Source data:
□ □ □ □ □ □ □

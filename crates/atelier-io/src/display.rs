//! Transient display handles for previews.
//!
//! A [`DisplayHandle`] stands in for a browser object URL: it names some
//! encoded bytes in a [`HandleRegistry`] until it is revoked. Revocation
//! happens exactly once, either explicitly via [`DisplayHandle::revoke`]
//! or when the handle is dropped. The registry counts live handles so a
//! leak shows up as a number that never returns to zero.

use std::collections::HashMap;
use std::fmt;
use std::sync::Arc;

use parking_lot::Mutex;

#[derive(Debug, Default)]
struct Entries {
    next_id: u64,
    live: HashMap<u64, Entry>,
}

#[derive(Debug)]
struct Entry {
    bytes: Arc<[u8]>,
    mime: &'static str,
}

/// Owner of all live display handles.
#[derive(Debug, Clone, Default)]
pub struct HandleRegistry {
    entries: Arc<Mutex<Entries>>,
}

impl HandleRegistry {
    /// An empty registry.
    #[must_use]
    pub fn new() -> Self {
        Self::default()
    }

    /// Register `bytes` and return a handle naming them.
    #[must_use]
    pub fn create(&self, bytes: impl Into<Arc<[u8]>>, mime: &'static str) -> DisplayHandle {
        let mut entries = self.entries.lock();
        entries.next_id += 1;
        let id = entries.next_id;
        entries.live.insert(
            id,
            Entry {
                bytes: bytes.into(),
                mime,
            },
        );
        tracing::trace!(id, live = entries.live.len(), "display handle created");
        DisplayHandle {
            id,
            registry: self.clone(),
        }
    }

    /// Bytes and MIME type behind `url`, if it is still live.
    #[must_use]
    pub fn fetch(&self, url: &str) -> Option<(Arc<[u8]>, &'static str)> {
        let id = url.strip_prefix(URL_PREFIX)?.parse::<u64>().ok()?;
        self.entries
            .lock()
            .live
            .get(&id)
            .map(|e| (Arc::clone(&e.bytes), e.mime))
    }

    /// Number of handles not yet revoked.
    #[must_use]
    pub fn live_count(&self) -> usize {
        self.entries.lock().live.len()
    }

    fn release(&self, id: u64) {
        let mut entries = self.entries.lock();
        if entries.live.remove(&id).is_some() {
            tracing::trace!(id, live = entries.live.len(), "display handle revoked");
        }
    }
}

const URL_PREFIX: &str = "blob:atelier/";

/// A revocable reference to registered bytes.
pub struct DisplayHandle {
    id: u64,
    registry: HandleRegistry,
}

impl DisplayHandle {
    /// URL-like name for this handle.
    #[must_use]
    pub fn url(&self) -> String {
        format!("{URL_PREFIX}{}", self.id)
    }

    /// The bytes behind this handle.
    #[must_use]
    pub fn bytes(&self) -> Option<Arc<[u8]>> {
        self.registry.fetch(&self.url()).map(|(bytes, _)| bytes)
    }

    /// Release the handle now rather than on drop.
    pub fn revoke(self) {
        drop(self);
    }
}

impl Drop for DisplayHandle {
    fn drop(&mut self) {
        self.registry.release(self.id);
    }
}

impl fmt::Debug for DisplayHandle {
    fn fmt(&self, f: &mut fmt::Formatter<'_>) -> fmt::Result {
        f.debug_tuple("DisplayHandle").field(&self.url()).finish()
    }
}

/// Holds at most one handle; replacing it releases the old one.
#[derive(Debug, Default)]
pub struct HandleSlot {
    current: Option<DisplayHandle>,
}

impl HandleSlot {
    /// An empty slot.
    #[must_use]
    pub const fn new() -> Self {
        Self { current: None }
    }

    /// Install `handle`, then release the previous one.
    pub fn replace(&mut self, handle: DisplayHandle) {
        let previous = self.current.replace(handle);
        drop(previous);
    }

    /// Release the held handle, if any.
    pub fn clear(&mut self) {
        self.current = None;
    }

    /// The held handle.
    #[must_use]
    pub const fn get(&self) -> Option<&DisplayHandle> {
        self.current.as_ref()
    }

    /// URL of the held handle.
    #[must_use]
    pub fn url(&self) -> Option<String> {
        self.current.as_ref().map(DisplayHandle::url)
    }
}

□ □ □ □ □ □ □

» Work to complete
Print precisely the lines from the one with "the previous one." through the end of the data above, adding nothing.

» Solution to this exercise
    /// Install `handle`, then release the previous one.
    pub fn replace(&mut self, handle: DisplayHandle) {
        let previous = self.current.replace(handle);
        drop(previous);
    }

    /// Release the held handle, if any.
    pub fn clear(&mut self) {
        self.current = None;
    }

    /// The held handle.
    #[must_use]
    pub const fn get(&self) -> Option<&DisplayHandle> {
        self.current.as_ref()
    }

    /// URL of the held handle.
    #[must_use]
    pub fn url(&self) -> Option<String> {
        self.current.as_ref().map(DisplayHandle::url)
    }
}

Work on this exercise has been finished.